Information provided
....
//! Snapshot record pushed into the drawing history.

use std::fmt;
use std::path::PathBuf;

/// State of the editor at one point of the history.
///
/// The drawing is kept as its textual description; the history never looks
/// inside it.
#[derive(Debug, Clone, Default, PartialEq, Eq)]
pub struct UndoState {
    /// Textual description of the drawing
    pub text: String,
    /// Whether the drawing had unsaved changes
    pub is_modified: bool,
    /// File name of the drawing
    pub file_name: String,
    /// True if this record was produced by an edit on the libraries
    pub library_operation: bool,
    /// Snapshot of the library directory that was current for this record
    pub library_dir: Option<PathBuf>,
}

impl UndoState {
    /// Record of a plain drawing edit
    pub fn drawing(text: impl Into<String>) -> Self {
        Self {
            text: text.into(),
            ..Default::default()
        }
    }

    /// Copy of this record pointing at another library snapshot
    pub fn with_library_dir(&self, dir: PathBuf) -> Self {
        Self {
            library_dir: Some(dir),
            ..self.clone()
        }
    }
}

impl fmt::Display for UndoState {
    fn fmt(&self, f: &mut fmt::Formatter<'_>) -> fmt::Result {
        write!(
            f,
            "file={:?} modified={} library_operation={} library_dir={:?} ({} bytes)",
            self.file_name,
            self.is_modified,
            self.library_operation,
            self.library_dir,
            self.text.len()
        )
    }
}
....
Work to complete
Word for word, restate the lines above from the line containing "pub struct UndoState" through the line containing "plain drawing edit", with both included and nothing else.

Task solution
pub struct UndoState {
    /// Textual description of the drawing
    pub text: String,
    /// Whether the drawing had unsaved changes
    pub is_modified: bool,
    /// File name of the drawing
    pub file_name: String,
    /// True if this record was produced by an edit on the libraries
    pub library_operation: bool,
    /// Snapshot of the library directory that was current for this record
    pub library_dir: Option<PathBuf>,
}

impl UndoState {
    /// Record of a plain drawing edit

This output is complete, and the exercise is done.